If y = (4x^2)ln(x) then find the second derivative of the function with respect to x when x = e^2 (taken from a C3 past paper)

The first thing to recognise is that this function is a product of two functions: namely, 4x^2 and ln(x), thus we must employ the product rule in order to find the solution. As you may recall, the product rule states that when you have a function f(x) = uv, the differential f'(x) = udv + vdu, ...

The first thing to recognise is that this function is a product of two functions: namely, 4x^2 and ln(x), thus we must employ the product rule in order to find the solution. As you may recall, the product rule states that when you have a function f(x) = uv, the differential f'(x) = udv + vdu, thus:

we differentiate once, finding that dy/dx = (4x^2)/x + 8xln(x) and simplify to get the expression 4x + 8xln(x)

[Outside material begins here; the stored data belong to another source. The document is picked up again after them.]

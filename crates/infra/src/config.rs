//! Orchestrator configuration.

use chrono::{NaiveDate, Utc};

use cogs_accounting::JournalAccounts;
use cogs_costing::{CostingMode, Validator};

pub const ENV_MODE: &str = "COGS_MODE";
pub const ENV_PREVALIDATE: &str = "COGS_PREVALIDATE";
pub const ENV_DEFAULT_ACTOR: &str = "COGS_DEFAULT_ACTOR";

/// Orchestrator configuration.
#[derive(Debug, Clone, PartialEq, Eq)]
pub struct OrchestratorConfig {
    /// Mode used when a request leaves `mode` empty.
    pub default_mode: CostingMode,
    /// Run the pre-flight validator before the engine.
    pub prevalidate: bool,
    /// Recorded as `created_by` / `rolled_back_by` when the caller gives none.
    pub default_actor: String,
    /// Reference date for future-date checks; `None` means the current UTC date.
    pub today: Option<NaiveDate>,
    pub journal_accounts: JournalAccounts,
}

impl Default for OrchestratorConfig {
    fn default() -> Self {
        Self {
            default_mode: CostingMode::Fifo,
            prevalidate: true,
            default_actor: "system".to_string(),
            today: None,
            journal_accounts: JournalAccounts::default(),
        }
    }
}

impl OrchestratorConfig {
    pub fn with_mode(mut self, mode: CostingMode) -> Self {
        self.default_mode = mode;
        self
    }

    pub fn with_prevalidation(mut self, enabled: bool) -> Self {
        self.prevalidate = enabled;
        self
    }

    pub fn with_default_actor(mut self, actor: impl Into<String>) -> Self {
        self.default_actor = actor.into();
        self
    }

    pub fn with_today(mut self, today: NaiveDate) -> Self {
        self.today = Some(today);
        self
    }

    pub fn with_journal_accounts(mut self, accounts: JournalAccounts) -> Self {
        self.journal_accounts = accounts;
        self
    }

    /// Read `COGS_MODE`, `COGS_PREVALIDATE` and `COGS_DEFAULT_ACTOR`.
    pub fn from_env() -> Self {
        Self::from_lookup(|key| std::env::var(key).ok())
    }

    /// Like [`from_env`](Self::from_env) with a custom variable source.
    /// Unparseable values are logged and replaced by the default.
    pub fn from_lookup(lookup: impl Fn(&str) -> Option<String>) -> Self {
        let mut config = Self::default();

        if let Some(raw) = lookup(ENV_MODE) {
            match raw.parse::<CostingMode>() {
                Ok(mode) => config.default_mode = mode,
                Err(e) => tracing::warn!(value = %raw, error = %e, "invalid {ENV_MODE}; using fifo"),
            }
        }

        if let Some(raw) = lookup(ENV_PREVALIDATE) {
            match parse_bool(&raw) {
                Some(enabled) => config.prevalidate = enabled,
                None => tracing::warn!(value = %raw, "invalid {ENV_PREVALIDATE}; using true"),
            }
        }

        if let Some(raw) = lookup(ENV_DEFAULT_ACTOR) {
            let actor = raw.trim();
            if actor.is_empty() {
                tracing::warn!("empty {ENV_DEFAULT_ACTOR}; using system");
            } else {
                config.default_actor = actor.to_string();
            }
        }

        config
    }

    pub fn validator(&self) -> Validator {
        Validator::new(self.today.unwrap_or_else(|| Utc::now().date_naive()))
    }
}

fn parse_bool(raw: &str) -> Option<bool> {
    match raw.trim().to_lowercase().as_str() {
        "1" | "true" | "yes" | "on" => Some(true),
        "0" | "false" | "no" | "off" => Some(false),
        _ => None,
    }
}

#[cfg(test)]
mod tests {
    use super::*;
    use std::collections::HashMap;

    fn lookup(vars: &[(&str, &str)]) -> impl Fn(&str) -> Option<String> {
        let vars: HashMap<String, String> = vars.iter().map(|(k, v)| (k.to_string(), v.to_string())).collect();
        move |key| vars.get(key).cloned()
    }

    #[test]
    fn defaults_when_nothing_set() {
        assert_eq!(OrchestratorConfig::from_lookup(lookup(&[])), OrchestratorConfig::default());
    }

    #[test]
    fn reads_values() {
        let config = OrchestratorConfig::from_lookup(lookup(&[
            (ENV_MODE, "FIFO"),
            (ENV_PREVALIDATE, "off"),
            (ENV_DEFAULT_ACTOR, " importer "),
        ]));
        assert_eq!(config.default_mode, CostingMode::Fifo);
        assert!(!config.prevalidate);
        assert_eq!(config.default_actor, "importer");
    }

    #[test]
    fn bad_values_fall_back() {
        let config = OrchestratorConfig::from_lookup(lookup(&[
            (ENV_MODE, "lifo"),
            (ENV_PREVALIDATE, "maybe"),
            (ENV_DEFAULT_ACTOR, "   "),
        ]));
        assert_eq!(config, OrchestratorConfig::default());
    }

    #[test]
    fn builder_and_validator_date() {
        let today = NaiveDate::from_ymd_opt(2024, 3, 1).unwrap();
        let config = OrchestratorConfig::default()
            .with_prevalidation(false)
            .with_default_actor("ops")
            .with_today(today);
        assert!(!config.prevalidate);
        assert_eq!(config.default_actor, "ops");
        assert_eq!(config.validator().today(), today);
    }
}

then differentiate a second time, remembering to once again employ the product rule for the second term in the equation:

d^2y/dx^2 = 4 + (8 + 8ln(x))

now substitute the value of x = e^2 into the equation:

thus d^2y/dx^2 = 12 + 8ln(e^2)

now as we know that the natural logarithm "ln" is the inverse of the exponential function "e", this becomes:

d^2y/dx^2 = 12 + 8(2)

= 28.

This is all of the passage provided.